Simply keeping a record of how each of the hundreds of tips we make actually perform against the eventual result is not enough, what we need now is a way of analysing that data and grouping it logically to get the best from it. Results are not absolutely the same, quite simply a tip that shows one possible outcome for match A and also the same possible outcome for match B will certainly not produce the exact same result (i.e. a correct prediction or possibly a wrong prediction). Why is this? Well you can find hundreds of reasons why and you will never be able to account for all of them, if you can you would without doubt be a millionaire. When trying to predict the outcome of a match you could look-at such qualitative things as the present injury number of each team, the team sheet, morale of the players, etc. We can also look-at Quantitative factors using our statistical methods to predict the outcome of the match, so we may look-at things like past performance, position within the league, or maybe more tried and tested statistical methods such as the Rateform method.

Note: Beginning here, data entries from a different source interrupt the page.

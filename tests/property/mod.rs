//! Property-based tests for scoring, thresholds and rejection mining

mod patterns;
mod threshold;
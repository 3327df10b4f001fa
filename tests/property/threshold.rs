//! Property-based tests for score clamping and the auto-approve threshold

use draftline::quality::{clamp_score, QualityAssessment, RubricQualityGate};
use draftline::types::{AssessmentMode, EntityType};
use proptest::prelude::*;
use serde_json::{json, Map, Value};

const PILOT_REQUIRED: [&str; 4] = ["title", "description", "objectives", "success_criteria"];

fn pilot_fields(mask: &[bool], description: &str) -> Map<String, Value> {
    let mut fields = Map::new();
    for (field, present) in PILOT_REQUIRED.iter().zip(mask) {
        if *present {
            let value = if *field == "description" {
                json!(description)
            } else {
                json!(format!("{} text", field))
            };
            fields.insert(field.to_string(), value);
        }
    }
    fields
}

/// Any raw score lands in 0..=100
#[test]
fn test_clamped_score_is_in_range() {
    let mut runner = proptest::test_runner::TestRunner::default();

    runner
        .run(&any::<f64>(), |raw| {
            let score = clamp_score(raw);
            prop_assert!((0.0..=100.0).contains(&score));
            if (0.0..=100.0).contains(&raw) {
                prop_assert_eq!(score, raw);
            }
            Ok(())
        })
        .unwrap();
}

/// Passing a stricter threshold implies passing every looser one
#[test]
fn test_threshold_is_monotonic() {
    let mut runner = proptest::test_runner::TestRunner::default();

    runner
        .run(
            &(0.0f64..=100.0, any::<u8>(), any::<u8>()),
            |(score, a, b)| {
                let (low, high) = if a <= b { (a, b) } else { (b, a) };
                let assessment = QualityAssessment::new(score, AssessmentMode::Quick);
                if assessment.passes(high) {
                    prop_assert!(assessment.passes(low));
                }
                prop_assert_eq!(assessment.passes(low), score >= f64::from(low));
                Ok(())
            },
        )
        .unwrap();
}

proptest! {
    /// Filling in more required fields never lowers the rubric score
    #[test]
    fn test_rubric_rewards_completeness(
        mask in proptest::collection::vec(any::<bool>(), 4),
        extra in 0usize..4,
        description in "[a-z ]{0,300}",
    ) {
        let gate = RubricQualityGate::new();
        let fewer = pilot_fields(&mask, &description);
        let mut more_mask = mask.clone();
        more_mask[extra] = true;
        let more = pilot_fields(&more_mask, &description);

        for mode in [AssessmentMode::Quick, AssessmentMode::Full] {
            let low = gate.score(EntityType::Pilot, &fewer, mode);
            let high = gate.score(EntityType::Pilot, &more, mode);
            prop_assert!(low.overall_score <= high.overall_score);
            prop_assert!((0.0..=100.0).contains(&high.overall_score));
        }
    }
}
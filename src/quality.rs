//! Quality Gate
//!
//! Grades a generated entity and returns a numeric score with generic feedback
//! (strengths and gaps). All entity-type-specific interpretation of a draft
//! lives behind the [`QualityGate`] trait; callers only ever see
//! [`QualityAssessment`].

use crate::demand::QueueItem;
use crate::error::ApiError;
use crate::generator::GeneratedEntity;
use crate::types::{AssessmentMode, EntityType};
use async_trait::async_trait;
use chrono::{DateTime, Utc};
use serde::{Deserialize, Serialize};
use serde_json::{Map, Value};

pub mod provider_backed;
pub mod rubric;

pub use provider_backed::ProviderQualityGate;
pub use rubric::RubricQualityGate;

pub const MAX_SCORE: f64 = 100.0;

/// Outcome of grading one generated entity.
#[derive(Debug, Clone, PartialEq, Serialize, Deserialize)]
#[serde(rename_all = "camelCase")]
pub struct QualityAssessment {
    /// Score in `0..=100`.
    pub overall_score: f64,
    #[serde(default)]
    pub strengths: Vec<String>,
    #[serde(default)]
    pub gaps: Vec<String>,
    #[serde(default)]
    pub mode: AssessmentMode,
    /// Free-form extras a gate may attach (per-field notes, model name, ...).
    #[serde(default, skip_serializing_if = "Map::is_empty")]
    pub details: Map<String, Value>,
    pub assessed_at: DateTime<Utc>,
}

impl QualityAssessment {
    pub fn new(overall_score: f64, mode: AssessmentMode) -> Self {
        Self {
            overall_score: clamp_score(overall_score),
            strengths: Vec::new(),
            gaps: Vec::new(),
            mode,
            details: Map::new(),
            assessed_at: Utc::now(),
        }
    }

    pub fn with_strengths(mut self, strengths: Vec<String>) -> Self {
        self.strengths = strengths;
        self
    }

    pub fn with_gaps(mut self, gaps: Vec<String>) -> Self {
        self.gaps = gaps;
        self
    }

    pub fn passes(&self, min_quality_score: u8) -> bool {
        self.overall_score >= f64::from(min_quality_score)
    }
}

/// Clamp a raw score into `0..=100`; NaN becomes 0.
pub fn clamp_score(score: f64) -> f64 {
    if score.is_nan() {
        0.0
    } else {
        score.clamp(0.0, MAX_SCORE)
    }
}

/// Scoring capability consumed by the dispatcher (quick) and review tooling (full).
#[async_trait]
pub trait QualityGate: Send + Sync {
    async fn assess(
        &self,
        entity_type: EntityType,
        entity: &GeneratedEntity,
        item: &QueueItem,
        mode: AssessmentMode,
    ) -> Result<QualityAssessment, ApiError>;

    /// Short name used in logs and assessment details.
    fn name(&self) -> &str;
}

/// Pull `{overall_score|overallScore|score, strengths, gaps}` out of a gate reply.
pub(crate) fn assessment_from_json(
    value: &Value,
    mode: AssessmentMode,
) -> Result<QualityAssessment, ApiError> {
    let object = value.as_object().ok_or_else(|| {
        ApiError::MalformedOutput("quality assessment is not a JSON object".to_string())
    })?;

    let score = ["overall_score", "overallScore", "score"]
        .iter()
        .find_map(|key| object.get(*key))
        .and_then(|raw| match raw {
            Value::Number(n) => n.as_f64(),
            Value::String(s) => s.trim().parse::<f64>().ok(),
            _ => None,
        })
        .ok_or_else(|| {
            ApiError::MalformedOutput("quality assessment has no numeric overall score".to_string())
        })?;

    let strings = |key: &str| -> Vec<String> {
        object
            .get(key)
            .and_then(Value::as_array)
            .map(|items| {
                items
                    .iter()
                    .filter_map(|v| v.as_str().map(str::to_string))
                    .collect()
            })
            .unwrap_or_default()
    };

    let mut assessment = QualityAssessment::new(score, mode)
        .with_strengths(strings("strengths"))
        .with_gaps(strings("gaps"));
    for (key, extra) in object {
        if !matches!(
            key.as_str(),
            "overall_score" | "overallScore" | "score" | "strengths" | "gaps"
        ) {
            assessment.details.insert(key.clone(), extra.clone());
        }
    }
    Ok(assessment)
}
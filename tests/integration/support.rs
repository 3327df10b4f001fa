//! Shared doubles and seeding helpers for integration tests.
//!
//! Behavior is driven by the item's prefilled spec so results do not depend
//! on processing order:
//! - `score`: what the scripted gate returns
//! - `script`: `"fail"` makes generation fail, `"slow"` makes it sleep,
//!   `"gate_fail"` makes the gate fail after a draft was generated

use async_trait::async_trait;
use chrono::Utc;
use draftline::demand::{BatchDispatcher, NewQueueItem, QueueItem};
use draftline::error::ApiError;
use draftline::generator::{GeneratedEntity, GenerationInput, Generator, GeneratorRegistry};
use draftline::quality::{QualityAssessment, QualityGate};
use draftline::store::{PipelineStore, QueueStore, SledStore};
use draftline::types::{AssessmentMode, EntityType};
use serde_json::{json, Map, Value};
use std::sync::atomic::{AtomicUsize, Ordering};
use std::sync::{Arc, Mutex};
use std::time::Duration;

pub const PLAN: &str = "plan-city-2030";

#[derive(Default)]
pub struct ScriptedGenerator {
    pub calls: AtomicUsize,
    /// Regeneration notes seen on each call, in call order.
    pub hints: Mutex<Vec<Option<String>>>,
}

impl ScriptedGenerator {
    pub fn calls(&self) -> usize {
        self.calls.load(Ordering::SeqCst)
    }
}

#[async_trait]
impl Generator for ScriptedGenerator {
    async fn generate(&self, input: GenerationInput<'_>) -> Result<GeneratedEntity, ApiError> {
        let call = self.calls.fetch_add(1, Ordering::SeqCst) + 1;
        self.hints
            .lock()
            .unwrap()
            .push(input.regeneration.and_then(|hint| hint.notes.clone()));
        tokio::task::yield_now().await;

        match input.prefilled_spec.get("script").and_then(Value::as_str) {
            Some("fail") => {
                return Err(ApiError::GenerationFailed(
                    "model returned an empty draft".to_string(),
                ))
            }
            Some("slow") => tokio::time::sleep(Duration::from_secs(5)).await,
            _ => {}
        }

        let mut fields = Map::new();
        let title = input
            .prefilled_spec
            .get("title")
            .cloned()
            .unwrap_or_else(|| json!(input.queue_item_id));
        fields.insert("title".to_string(), title);
        fields.insert(
            "plan".to_string(),
            input.plan_context.get("id").cloned().unwrap_or(Value::Null),
        );
        Ok(GeneratedEntity::new(
            format!("{}-draft-{}", input.queue_item_id, call),
            input.entity_type,
            fields,
        ))
    }
}

/// Gate returning the `score` from the item's prefilled spec (default 50).
#[derive(Default)]
pub struct ScriptedGate {
    pub calls: AtomicUsize,
}

#[async_trait]
impl QualityGate for ScriptedGate {
    async fn assess(
        &self,
        _entity_type: EntityType,
        _entity: &GeneratedEntity,
        item: &QueueItem,
        mode: AssessmentMode,
    ) -> Result<QualityAssessment, ApiError> {
        self.calls.fetch_add(1, Ordering::SeqCst);
        if item.prefilled_spec.get("script").and_then(Value::as_str) == Some("gate_fail") {
            return Err(ApiError::QualityGateFailed(
                "grader reply had no overall_score".to_string(),
            ));
        }
        let score = item
            .prefilled_spec
            .get("score")
            .and_then(Value::as_f64)
            .unwrap_or(50.0);
        Ok(QualityAssessment::new(score, mode).with_strengths(vec!["scripted".to_string()]))
    }

    fn name(&self) -> &str {
        "scripted"
    }
}

pub struct Harness {
    pub store: Arc<SledStore>,
    pub generator: Arc<ScriptedGenerator>,
    pub gate: Arc<ScriptedGate>,
}

impl Harness {
    pub fn new() -> Self {
        Self {
            store: Arc::new(SledStore::temporary().unwrap()),
            generator: Arc::new(ScriptedGenerator::default()),
            gate: Arc::new(ScriptedGate::default()),
        }
    }

    /// Dispatcher with the scripted generator registered for every entity type.
    pub fn dispatcher(&self) -> BatchDispatcher {
        let mut registry = GeneratorRegistry::new();
        for entity_type in EntityType::ALL {
            registry = registry.register(entity_type, self.generator.clone());
        }
        BatchDispatcher::new(
            self.store.clone() as Arc<dyn PipelineStore>,
            registry,
            self.gate.clone(),
        )
    }

    pub fn seed(&self, id: &str, entity_type: EntityType, priority: f64, spec: Value) -> QueueItem {
        seed_item(&self.store, id, entity_type, priority, spec)
    }

    pub fn item(&self, id: &str) -> QueueItem {
        self.store.get(id).unwrap().unwrap()
    }
}

pub fn seed_item(
    store: &SledStore,
    id: &str,
    entity_type: EntityType,
    priority: f64,
    spec: Value,
) -> QueueItem {
    let item = QueueItem::new(
        id.to_string(),
        NewQueueItem {
            strategic_plan_id: PLAN.to_string(),
            entity_type,
            prefilled_spec: spec,
            priority_score: priority,
        },
        Utc::now(),
    );
    store.insert(&item).unwrap();
    item
}
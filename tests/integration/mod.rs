//! Integration tests for the draftline generation pipeline

mod support;

mod claim_exclusivity;
mod config_integration;
mod dispatch_batch;
mod recovery;
mod review_loop;
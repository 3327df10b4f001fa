//! Dispatch presentation: batch results.

use crate::cli::presentation::shared::{format_section_heading, score_cell, truncate};
use crate::demand::{BatchResponse, ItemOutcome};
use comfy_table::presets::UTF8_BORDERS_ONLY;
use comfy_table::Table;
use owo_colors::OwoColorize;

pub fn format_batch_response_text(response: &BatchResponse) -> String {
    let mut out = format!("{}\n\n", format_section_heading("Dispatch batch"));
    out.push_str(&format!("  Batch id: {}\n", response.batch_id));
    if let Some(error) = &response.error {
        out.push_str(&format!("  {} {}\n", "Aborted:".red().bold(), error));
        return out;
    }
    if response.processed == 0 && response.skipped == 0 {
        out.push_str("  Nothing to do: no pending items matched.\n");
        return out;
    }
    out.push_str(&format!(
        "  Processed: {}  Succeeded: {}  Failed: {}",
        response.processed,
        response.succeeded.green(),
        response.failed.red()
    ));
    if response.skipped > 0 {
        out.push_str(&format!("  Skipped (claimed elsewhere): {}", response.skipped));
    }
    out.push_str("\n\n");

    let mut table = Table::new();
    table.load_preset(UTF8_BORDERS_ONLY);
    table.set_header(vec!["Item", "Type", "Status", "Score", "Draft / Error"]);
    for result in &response.results {
        let status = match result.status {
            ItemOutcome::Accepted => "accepted".green().to_string(),
            ItemOutcome::Review => "review".yellow().to_string(),
            ItemOutcome::Error => "error".red().to_string(),
        };
        let detail = result
            .error
            .as_deref()
            .or(result.generated_id.as_deref())
            .unwrap_or("-");
        table.add_row(vec![
            truncate(&result.queue_item_id, 12),
            result.entity_type.to_string(),
            status,
            score_cell(result.quality_score),
            truncate(detail, 60),
        ]);
    }
    out.push_str(&format!("{}\n", table));
    out
}
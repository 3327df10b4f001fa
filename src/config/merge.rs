//! Merge rules for layered configuration sources.

mod merge_policy;

pub use merge_policy::builder_with_defaults;
//! Demand-driven generation pipeline.
//!
//! Queue items describe entities to draft. The [`BatchDispatcher`] claims a
//! bounded, priority-ordered batch of pending items, runs each through the
//! generator registry and the quality gate, and writes the outcome back. The
//! [`ReviewService`] moves items out of review on human decisions, and the
//! history log plus rejection patterns feed those decisions back to operators.

pub mod dispatch;
pub mod history;
pub mod item;
pub mod patterns;
pub mod recovery;
pub mod review;

pub use dispatch::{
    BatchDispatcher, BatchResponse, DispatchRequest, DispatchStats, ItemOutcome, ItemResult,
};
pub use history::{GenerationHistoryRecord, HistoryOutcome};
pub use item::{Completion, NewQueueItem, QualityFeedback, QueueItem};
pub use patterns::{rejection_patterns, RejectionPattern};
pub use recovery::reclaim_stale;
pub use review::{QueueStats, ReviewService};
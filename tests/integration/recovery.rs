//! Integration tests for reclaiming abandoned claims

use crate::integration::support::{Harness, PLAN};
use chrono::{Duration, Utc};
use draftline::demand::{reclaim_stale, DispatchRequest, HistoryOutcome};
use draftline::store::{HistoryLog, QueueStore};
use draftline::types::{EntityType, QueueStatus};
use serde_json::json;

#[tokio::test]
async fn test_reclaimed_item_is_dispatched_again() {
    let h = Harness::new();
    h.seed("stuck", EntityType::Challenge, 1.0, json!({"score": 90}));
    let crashed_at = Utc::now() - Duration::hours(1);
    h.store
        .transition("stuck", &mut |row| row.claim("batch-crashed", crashed_at))
        .unwrap();

    // A fresh batch cannot see the claimed item.
    let response = h.dispatcher().dispatch(&DispatchRequest::new(PLAN)).await;
    assert_eq!(response.processed, 0);

    let reclaimed = reclaim_stale(h.store.as_ref(), Duration::minutes(30), Utc::now()).unwrap();
    assert_eq!(reclaimed.len(), 1);
    assert_eq!(h.item("stuck").status, QueueStatus::Pending);
    assert_eq!(h.item("stuck").attempts, 1);

    let response = h
        .dispatcher()
        .dispatch(&DispatchRequest::new(PLAN).with_auto_approve(true, 70))
        .await;
    assert_eq!(response.succeeded, 1);
    let item = h.item("stuck");
    assert_eq!(item.status, QueueStatus::Accepted);
    assert_eq!(item.attempts, 2);

    let history = h.store.history_for_item("stuck").unwrap();
    assert_eq!(history.len(), 2);
    assert_eq!(history[0].outcome, HistoryOutcome::Error);
    assert_eq!(history[0].batch_id, "batch-crashed");
    assert_eq!(history[1].outcome, HistoryOutcome::Accepted);
    assert_eq!(history[1].attempt_number, 2);
}

#[test]
fn test_crashed_batch_cannot_complete_after_reclaim() {
    let h = Harness::new();
    h.seed("late", EntityType::Pilot, 1.0, json!({}));
    let crashed_at = Utc::now() - Duration::hours(2);
    h.store
        .transition("late", &mut |row| row.claim("batch-old", crashed_at))
        .unwrap();
    reclaim_stale(h.store.as_ref(), Duration::minutes(30), Utc::now()).unwrap();

    let late_revert = h
        .store
        .transition("late", &mut |row| {
            row.revert("batch-old", 1, "late failure", "generation_failed", Utc::now())
        })
        .unwrap();
    assert!(matches!(late_revert, draftline::store::Transition::Refused(_)));
    assert_eq!(h.item("late").status, QueueStatus::Pending);
}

We can utilize all of this data to predict the outcome of match A as well as the outcome of match B and still not have the same result, a part of the reason behind this is, as explained before, that we can not account for all the factors in a match, it’s impossible. But there’s something else, something we can account for which we have not yet thought about.
Whenever we look at one match in isolation we only look-at the factors concerning each of the 2 teams in the match, but why not expand this to look at how another teams they have played will also be performing? ‘Why would we want to do that?’ I hear some of you say. Because results are not always the same. Let’s say our prediction for match A and match B is a home win (forgetting about the predicted score for the moment). What else can we consider to enhance the prediction of a home win? We can look-at the performance of all of the home win tips created for the exact same competition that the match is being played in and then make a judgement based on that new information. This is great as it gives us an extra factoring level to remember the fact that we did not have before.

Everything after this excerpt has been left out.